Despite their less-than-glamourous lifestyles though, Marcel says he found a resilient group of women, ‘I thought we were going to go and find that they were all miserable and abused and they weren’t. They didn’t say “God it was so humiliating having that man stare at my boobs”, they were just like, “Oh whatever, no big deal, on to the next thing.”’
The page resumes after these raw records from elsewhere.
// ============================
// crates/backend-lib/src/lib.rs
// ============================
//! Core functionality of the `gatekeeper` authentication service:
//! session lifecycle, brute-force lockout and per-client rate limiting,
//! plus the HTTP plumbing that exposes them.

pub mod auth;
pub mod config;
pub mod error;
pub mod handlers;
pub mod metrics;
pub mod middleware;
pub mod rate_limit;
pub mod router;
pub mod storage;
pub mod tasks;

use std::sync::Arc;

use crate::auth::{AuthConfig, SessionManager};
use crate::config::Settings;
use crate::rate_limit::RateLimiter;
use crate::storage::{MemorySessionStore, MemoryUserStore, SessionStore, UserStore};

/// Application state shared across all handlers
#[derive(Clone)]
pub struct AppState {
    /// Session lifecycle manager
    pub sessions: Arc<SessionManager>,
    /// Limiter for login and registration
    pub auth_limiter: Arc<RateLimiter>,
    /// Limiter for authenticated API routes
    pub api_limiter: Arc<RateLimiter>,
    /// Settings
    pub settings: Arc<Settings>,
}

impl AppState {
    /// Create a new application state on top of the given stores
    pub fn new(
        users: Arc<dyn UserStore>,
        sessions: Arc<dyn SessionStore>,
        settings: Settings,
    ) -> Self {
        let manager = SessionManager::new(users, sessions, AuthConfig::from(&settings.auth));

        Self {
            sessions: Arc::new(manager),
            auth_limiter: Arc::new(settings.rate_limit.auth.build()),
            api_limiter: Arc::new(settings.rate_limit.api.build()),
            settings: Arc::new(settings),
        }
    }

    /// Create a new application state backed by in-memory stores
    pub fn in_memory(settings: Settings) -> Self {
        Self::new(
            Arc::new(MemoryUserStore::new()),
            Arc::new(MemorySessionStore::new()),
            settings,
        )
    }
}
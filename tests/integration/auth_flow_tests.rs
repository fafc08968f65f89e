// ==============================
// tests/integration/auth_flow_tests.rs
// ==============================
//! Login, lockout and session flows through the `SessionManager`
use gatekeeper_common::SessionMetadata;
use gatekeeper_lib::auth::AuthConfig;
use gatekeeper_lib::error::AuthError;
use std::time::Duration;

use crate::test_utils::{create_user, setup_manager, STRONG_PASSWORD};

const WRONG_PASSWORD: &str = "Wrong-Horse-00";

fn lockout_config() -> AuthConfig {
    AuthConfig {
        max_failed_attempts: 5,
        lockout_duration: Duration::from_secs(30 * 60),
        ..AuthConfig::default()
    }
}

#[tokio::test(start_paused = true)]
async fn test_correct_password_rejected_while_locked() {
    let (manager, _, _) = setup_manager(lockout_config());
    create_user(&manager, "alice").await;

    for _ in 0..5 {
        let err = manager
            .login("alice", WRONG_PASSWORD, SessionMetadata::default())
            .await
            .unwrap_err();
        assert!(matches!(err, AuthError::InvalidCredentials));
    }

    let err = manager
        .login("alice", STRONG_PASSWORD, SessionMetadata::default())
        .await
        .unwrap_err();
    assert!(matches!(err, AuthError::AccountLocked));
}

#[tokio::test(start_paused = true)]
async fn test_lock_lapses_after_lockout_duration() {
    let (manager, _, _) = setup_manager(lockout_config());
    create_user(&manager, "alice").await;

    for _ in 0..5 {
        let _ = manager
            .login("alice", WRONG_PASSWORD, SessionMetadata::default())
            .await;
    }

    tokio::time::advance(Duration::from_secs(29 * 60)).await;
    assert!(matches!(
        manager
            .login("alice", STRONG_PASSWORD, SessionMetadata::default())
            .await,
        Err(AuthError::AccountLocked)
    ));

    tokio::time::advance(Duration::from_secs(60 + 1)).await;
    let (session, _) = manager
        .login("alice", STRONG_PASSWORD, SessionMetadata::default())
        .await
        .unwrap();
    assert!(session.fresh);
    assert_eq!(manager.lockout().failed_attempts("alice"), 0);
}

#[tokio::test(start_paused = true)]
async fn test_attempts_while_locked_do_not_extend_the_lock() {
    let (manager, _, _) = setup_manager(lockout_config());
    create_user(&manager, "alice").await;

    for _ in 0..5 {
        let _ = manager
            .login("alice", WRONG_PASSWORD, SessionMetadata::default())
            .await;
    }

    // Keep hammering while locked
    for _ in 0..10 {
        tokio::time::advance(Duration::from_secs(150)).await;
        assert!(matches!(
            manager
                .login("alice", WRONG_PASSWORD, SessionMetadata::default())
                .await,
            Err(AuthError::AccountLocked)
        ));
    }

    // 25 minutes in; the lock still ends 30 minutes after the fifth failure
    tokio::time::advance(Duration::from_secs(5 * 60 + 1)).await;
    assert!(manager
        .login("alice", STRONG_PASSWORD, SessionMetadata::default())
        .await
        .is_ok());
}

#[tokio::test(start_paused = true)]
async fn test_success_resets_failure_count() {
    let (manager, _, _) = setup_manager(lockout_config());
    create_user(&manager, "alice").await;

    for _ in 0..4 {
        let _ = manager
            .login("alice", WRONG_PASSWORD, SessionMetadata::default())
            .await;
    }
    assert_eq!(manager.lockout().failed_attempts("alice"), 4);

    manager
        .login("alice", STRONG_PASSWORD, SessionMetadata::default())
        .await
        .unwrap();
    assert_eq!(manager.lockout().failed_attempts("alice"), 0);

    // Four more failures are not enough to lock
    for _ in 0..4 {
        let _ = manager
            .login("alice", WRONG_PASSWORD, SessionMetadata::default())
            .await;
    }
    assert!(manager
        .login("alice", STRONG_PASSWORD, SessionMetadata::default())
        .await
        .is_ok());
}

#[tokio::test(start_paused = true)]
async fn test_failure_after_lapsed_lock_locks_again() {
    let (manager, _, _) = setup_manager(lockout_config());
    create_user(&manager, "alice").await;

    for _ in 0..5 {
        let _ = manager
            .login("alice", WRONG_PASSWORD, SessionMetadata::default())
            .await;
    }
    tokio::time::advance(Duration::from_secs(31 * 60)).await;

    let err = manager
        .login("alice", WRONG_PASSWORD, SessionMetadata::default())
        .await
        .unwrap_err();
    assert!(matches!(err, AuthError::InvalidCredentials));

    assert!(matches!(
        manager
            .login("alice", STRONG_PASSWORD, SessionMetadata::default())
            .await,
        Err(AuthError::AccountLocked)
    ));
}

#[tokio::test(start_paused = true)]
async fn test_lockout_is_per_identifier() {
    let (manager, _, _) = setup_manager(lockout_config());
    create_user(&manager, "alice").await;
    create_user(&manager, "bob").await;

    for _ in 0..5 {
        let _ = manager
            .login("alice", WRONG_PASSWORD, SessionMetadata::default())
            .await;
    }

    assert!(manager
        .login("bob", STRONG_PASSWORD, SessionMetadata::default())
        .await
        .is_ok());
}

#[tokio::test]
async fn test_full_session_lifecycle() {
    let (manager, _, _) = setup_manager(AuthConfig::default());
    create_user(&manager, "alice").await;

    let (session, _) = manager
        .login("alice", STRONG_PASSWORD, SessionMetadata::default())
        .await
        .unwrap();

    let (validated, user) = manager.validate_session(&session.id).await.unwrap();
    assert_eq!(validated.id, session.id);
    assert_eq!(user.identifier, "alice");

    manager.logout(&session.id).await.unwrap();
    assert!(matches!(
        manager.validate_session(&session.id).await,
        Err(AuthError::SessionNotFound)
    ));
}
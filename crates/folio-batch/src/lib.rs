// SPDX-License-Identifier: PMPL-1.0-or-later
// Copyright (c) 2026 Jonathan D.A. Jewell (hyperpolymath) <jonathan.jewell@open.ac.uk>
//
// folio-batch — Runs the page pipeline over a folder of photographs.
//
// Pages are selected in parallel, calibrations are propagated and pages
// numbered in folder order, then pages are extracted and written in
// parallel. Inputs and outputs go through the collaborator traits in
// `source`; `LocalStore` implements them on a directory.

pub mod local;
pub mod naming;
pub mod report;
pub mod runner;
pub mod source;

pub use local::LocalStore;
pub use naming::{Resequencer, output_name, page_suffix};
pub use report::{BatchReport, PhotoFailure, PhotoNote};
pub use runner::BatchRunner;
pub use source::{AnnotationSource, ArtifactSink, ImageProbe, ImageSource, LoadedImage};
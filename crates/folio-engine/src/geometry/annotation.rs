// SPDX-License-Identifier: PMPL-1.0-or-later
// Copyright (c) 2026 Jonathan D.A. Jewell (hyperpolymath) <jonathan.jewell@open.ac.uk>
//
// Geometry builder — turns one oracle mask into an `Annotation`: the
// dominant contour of the mask at the photograph's resolution, with its
// minimum-area rectangle, bounding box and shape metrics.

use folio_core::config::{GeometryOptions, PageDirection};
use folio_core::error::{FolioError, Result};
use folio_core::{BoundingBox, CropWindow, OrientedRect, Point2, Rotation};
use image::GrayImage;
use image::imageops::{self, FilterType};
use imageproc::contours::{BorderType, find_contours};
use imageproc::distance_transform::Norm;
use imageproc::morphology::erode;
use tracing::{debug, instrument};

use super::hull::{min_area_rect, shoelace_area};
use crate::oracle::OracleMask;

/// A candidate region with geometry derived from its largest contour.
///
/// Built once by [`GeometryBuilder::build`] and never modified; every
/// derived field comes from `contour`.
#[derive(Debug, Clone)]
pub struct Annotation {
    contour: Vec<Point2>,
    contour_area: f64,
    oriented_rect: OrientedRect,
    bbox: BoundingBox,
    crop_window: CropWindow,
    frame_width: u32,
    frame_height: u32,
}

impl Annotation {
    /// Derive the geometry of an already-traced contour in a
    /// `frame_width` x `frame_height` photograph.
    pub fn from_contour(
        points: &[(i32, i32)],
        crop_window: CropWindow,
        frame_width: u32,
        frame_height: u32,
    ) -> Result<Self> {
        let bbox = BoundingBox::from_points(points.iter().copied()).ok_or(FolioError::EmptyMask)?;
        let contour: Vec<Point2> = points
            .iter()
            .map(|&(x, y)| Point2::new(x as f64, y as f64))
            .collect();
        let contour_area = shoelace_area(&contour);
        let oriented_rect = min_area_rect(&contour);
        Ok(Self {
            contour,
            contour_area,
            oriented_rect,
            bbox,
            crop_window,
            frame_width,
            frame_height,
        })
    }

    pub fn contour(&self) -> &[Point2] {
        &self.contour
    }

    pub fn contour_area(&self) -> f64 {
        self.contour_area
    }

    pub fn oriented_rect(&self) -> &OrientedRect {
        &self.oriented_rect
    }

    pub fn bbox(&self) -> &BoundingBox {
        &self.bbox
    }

    /// Oracle crop window, in photograph pixels.
    pub fn crop_window(&self) -> &CropWindow {
        &self.crop_window
    }

    pub fn frame_dims(&self) -> (u32, u32) {
        (self.frame_width, self.frame_height)
    }

    /// Contour area over oriented-rectangle area.
    pub fn squarishness(&self) -> f64 {
        let rect_area = self.oriented_rect.area();
        if rect_area <= 0.0 {
            return 0.0;
        }
        self.contour_area / rect_area
    }

    /// Width over height of the bounding box.
    pub fn aspect_ratio(&self) -> f64 {
        self.bbox.aspect_ratio()
    }

    /// Contour area as a fraction of the photograph.
    pub fn area_ratio(&self) -> f64 {
        let frame = self.frame_width as f64 * self.frame_height as f64;
        if frame <= 0.0 {
            return 0.0;
        }
        self.contour_area / frame
    }

    /// Number of crop-window edges the bounding box lies within
    /// `tolerance` pixels of.
    pub fn edges_touched(&self, tolerance: f64) -> usize {
        let b = &self.bbox;
        let w = &self.crop_window;
        [
            (b.x as f64 - w.left).abs(),
            (b.y as f64 - w.top).abs(),
            (w.right - b.right() as f64).abs(),
            (w.bottom - b.bottom() as f64).abs(),
        ]
        .iter()
        .filter(|d| **d <= tolerance)
        .count()
    }

    /// Whether the bounding box covers the whole frame along `direction`.
    pub fn spans_frame(&self, direction: PageDirection, tolerance: f64) -> bool {
        let b = &self.bbox;
        match direction {
            PageDirection::Vertical => {
                b.y as f64 <= tolerance && b.bottom() as f64 >= self.frame_height as f64 - tolerance
            }
            PageDirection::Horizontal => {
                b.x as f64 <= tolerance && b.right() as f64 >= self.frame_width as f64 - tolerance
            }
        }
    }
}

/// Builds annotations from oracle masks.
#[derive(Debug, Clone, Default)]
pub struct GeometryBuilder {
    options: GeometryOptions,
}

impl GeometryBuilder {
    pub fn new(options: GeometryOptions) -> Self {
        Self { options }
    }

    /// Build the annotation of one mask.
    ///
    /// `rotation` is the pre-rotation applied to the photograph and
    /// `target_width` x `target_height` its size after that rotation.
    /// Returns [`FolioError::EmptyMask`] when no contour survives cleanup.
    #[instrument(skip(self, mask), fields(mask_w = mask.mask.width(), mask_h = mask.mask.height()))]
    pub fn build(
        &self,
        mask: &OracleMask,
        rotation: Rotation,
        target_width: u32,
        target_height: u32,
    ) -> Result<Annotation> {
        let (mask_w, mask_h) = mask.mask.dimensions();

        let binary = binarize(&mask.mask);
        let rotated = rotate_mask(&binary, rotation);
        let eroded = self.erode(rotated);
        let resized = if eroded.dimensions() == (target_width, target_height) {
            eroded
        } else {
            imageops::resize(&eroded, target_width, target_height, FilterType::Nearest)
        };

        let points = largest_contour(&resized).ok_or(FolioError::EmptyMask)?;

        let (rot_w, rot_h) = rotation.rotated_dims(mask_w, mask_h);
        let crop_window = rotation
            .rotate_window(&mask.crop_window, mask_w as f64, mask_h as f64)
            .scaled(
                target_width as f64 / rot_w.max(1) as f64,
                target_height as f64 / rot_h.max(1) as f64,
            );

        let annotation = Annotation::from_contour(&points, crop_window, target_width, target_height)?;
        debug!(
            contour_points = points.len(),
            contour_area = annotation.contour_area,
            squarishness = annotation.squarishness(),
            "Annotation built"
        );
        Ok(annotation)
    }

    fn erode(&self, mask: GrayImage) -> GrayImage {
        let radius = self.options.erosion_kernel / 2;
        if radius == 0 {
            return mask;
        }
        erode(&mask, Norm::LInf, radius.min(u8::MAX as u32) as u8)
    }
}

fn binarize(mask: &GrayImage) -> GrayImage {
    let mut out = mask.clone();
    for p in out.pixels_mut() {
        p.0[0] = if p.0[0] > 0 { 255 } else { 0 };
    }
    out
}

/// Counter-clockwise quarter turns, matching the photograph pre-rotation.
pub(crate) fn rotate_mask(mask: &GrayImage, rotation: Rotation) -> GrayImage {
    match rotation {
        Rotation::Deg0 => mask.clone(),
        Rotation::Deg90 => imageops::rotate270(mask),
        Rotation::Deg180 => imageops::rotate180(mask),
        Rotation::Deg270 => imageops::rotate90(mask),
    }
}

/// Outer contour enclosing the largest area.
fn largest_contour(mask: &GrayImage) -> Option<Vec<(i32, i32)>> {
    let mut best: Option<(f64, Vec<(i32, i32)>)> = None;
    for contour in find_contours::<i32>(mask) {
        if contour.border_type != BorderType::Outer || contour.points.is_empty() {
            continue;
        }
        let points: Vec<(i32, i32)> = contour.points.iter().map(|p| (p.x, p.y)).collect();
        let as_f: Vec<Point2> = points
            .iter()
            .map(|&(x, y)| Point2::new(x as f64, y as f64))
            .collect();
        let area = shoelace_area(&as_f);
        if best.as_ref().is_none_or(|(a, _)| area > *a) {
            best = Some((area, points));
        }
    }
    best.map(|(_, points)| points)
}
Surely with any such group of young girls (one girl Marcel meets is 15), away from home and unsupervised, there’s the prospect of unsavoury goings on to consider. ‘I did look for that,' says Marcel. ‘There was the usual what you’d expect young people to get up to when they’re let off the lead in a foreign country. I’m sure there were underage people going to clubs, getting drunk and probably taking drugs, but then that’s happening in London too. I didn’t get the sense they were being exploited. except in the fact that the implied promise is so great and it clearly isn’t being delivered. When you’re told you’re going to go abroard and be a model, what springs to mind is not being jammed in a big bus and being driven around to have mysterious people make remarks about your body in a language you don’t understand. That doesn’t seem to be what it says on the tin.’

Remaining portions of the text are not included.